Obesity and insulin resistance are a global health problem and directly linked to macrophage-driven inflammation of the adipose tissue. Glucocorticoid (GC) therapy, widely used to treat inflammatory conditions, is associated with metabolic side effects, including adiposity and insulin resistance. It is unknown however, whether anti-inflammatory actions of glucocorticoids at physiological levels can have beneficial effects on adipose tissue inflammation. We hypothesized that GCs may limit insulin resistance by acting on immune cells. By deletion of the GC receptor (GR) in macrophages in mice, we show that GC signaling in macrophages protects against obesity-related insulin resistance, by limiting adipose tissue inflammation. Consequently, the reduction of anti-inflammatory macrophages leads to diminished maintenance of body temperature during cold exposure and endotoxin shock, linking GC action in macrophages to homeothermy.

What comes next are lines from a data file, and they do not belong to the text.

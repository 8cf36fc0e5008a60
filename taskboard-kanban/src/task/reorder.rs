//! Priority bookkeeping within a status column
//!
//! Priorities inside one column are kept unique, contiguous and 0-based in
//! display order. Every function here renumbers the whole column, which is
//! O(n) in the column size.

use crate::error::{BoardError, Result};
use crate::types::{ColumnId, Task, TaskId};
use serde::{Deserialize, Serialize};
use std::collections::BTreeSet;
use tracing::warn;

/// Where a dragged task lands relative to the task it was dropped on
#[derive(Debug, Clone, Copy, PartialEq, Eq, Default, Serialize, Deserialize)]
#[serde(rename_all = "lowercase")]
pub enum DropPosition {
    Before,
    #[default]
    After,
}

/// Indices of `status`'s tasks sorted by priority; ties keep list order
fn column_indices(tasks: &[Task], status: &ColumnId) -> Vec<usize> {
    let mut indices: Vec<usize> = tasks
        .iter()
        .enumerate()
        .filter(|(_, t)| &t.status == status)
        .map(|(i, _)| i)
        .collect();
    indices.sort_by_key(|&i| tasks[i].priority);
    indices
}

fn renumber(tasks: &mut [Task], order: &[usize]) {
    for (priority, &index) in order.iter().enumerate() {
        tasks[index].priority = priority as u32;
    }
}

/// Move `dragged` next to `target` within their shared column
///
/// The column is sorted by priority, the dragged task removed, then
/// reinserted before or after the target, and priorities reassigned from 0.
/// Both tasks must exist and share a status.
pub fn reorder_column(
    tasks: &mut [Task],
    dragged: &TaskId,
    target: &TaskId,
    position: DropPosition,
) -> Result<()> {
    let dragged_index = index_of(tasks, dragged)?;
    let target_index = index_of(tasks, target)?;
    if dragged_index == target_index {
        return Ok(());
    }

    let status = tasks[dragged_index].status.clone();
    if tasks[target_index].status != status {
        return Err(BoardError::invalid_operation(format!(
            "cannot reorder {} relative to {}: tasks are in different columns",
            dragged, target
        )));
    }

    let mut order = column_indices(tasks, &status);
    order.retain(|&i| i != dragged_index);
    let anchor = order
        .iter()
        .position(|&i| i == target_index)
        .ok_or_else(|| BoardError::TaskNotFound {
            id: target.to_string(),
        })?;
    let insert_at = match position {
        DropPosition::Before => anchor,
        DropPosition::After => anchor + 1,
    };
    order.insert(insert_at, dragged_index);

    renumber(tasks, &order);
    Ok(())
}

/// Renumber `status`'s tasks 0..n in their current priority order
pub fn compact_column(tasks: &mut [Task], status: &ColumnId) {
    let order = column_indices(tasks, status);
    renumber(tasks, &order);
}

/// Put `tasks[index]` last in its column, compacting the others
pub fn place_last(tasks: &mut [Task], index: usize) {
    let status = tasks[index].status.clone();
    let mut order = column_indices(tasks, &status);
    order.retain(|&i| i != index);
    order.push(index);
    renumber(tasks, &order);
}

/// Renumber every column that has tasks
pub fn compact_all(tasks: &mut [Task]) {
    let statuses: BTreeSet<ColumnId> = tasks.iter().map(|t| t.status.clone()).collect();
    for status in &statuses {
        compact_column(tasks, status);
    }
}

/// Append `incoming` after the tasks already in each column
///
/// Incoming tasks keep their relative priority order within a column.
pub fn append_to_columns(tasks: &mut Vec<Task>, mut incoming: Vec<Task>) {
    incoming.sort_by_key(|t| t.priority);
    for task in incoming {
        tasks.push(task);
        let index = tasks.len() - 1;
        place_last(tasks, index);
    }
}

/// Move tasks whose status is not one of `columns` into the first column
///
/// An empty `columns` leaves every task where it is. Returns how many moved.
pub fn fit_to_columns(tasks: &mut [Task], columns: &[ColumnId]) -> usize {
    let Some(first) = columns.first() else {
        return 0;
    };
    let mut moved = 0;
    for task in tasks.iter_mut().filter(|t| !columns.contains(&t.status)) {
        warn!(task_id = %task.id, status = %task.status, column = %first, "unknown column, moving task to the first column");
        task.status = first.clone();
        moved += 1;
    }
    moved
}

fn index_of(tasks: &[Task], id: &TaskId) -> Result<usize> {
    tasks
        .iter()
        .position(|t| &t.id == id)
        .ok_or_else(|| BoardError::TaskNotFound { id: id.to_string() })
}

Mechanistically, Macrophages deficient for GR are unable to fully develop into an anti-inflammatory phenotype and are refractory to IL-4 signaling, due to reduced STAT6 DNA loading. Our results demonstrate that GCs play an important homeostatic role in macrophages during obesity by limiting adipose tissue inflammation and promoting insulin sensitivity. We also identify a cooperation of GC signaling with STAT6 in macrophages to promote alternative activation, in turn assisting in homeothermy.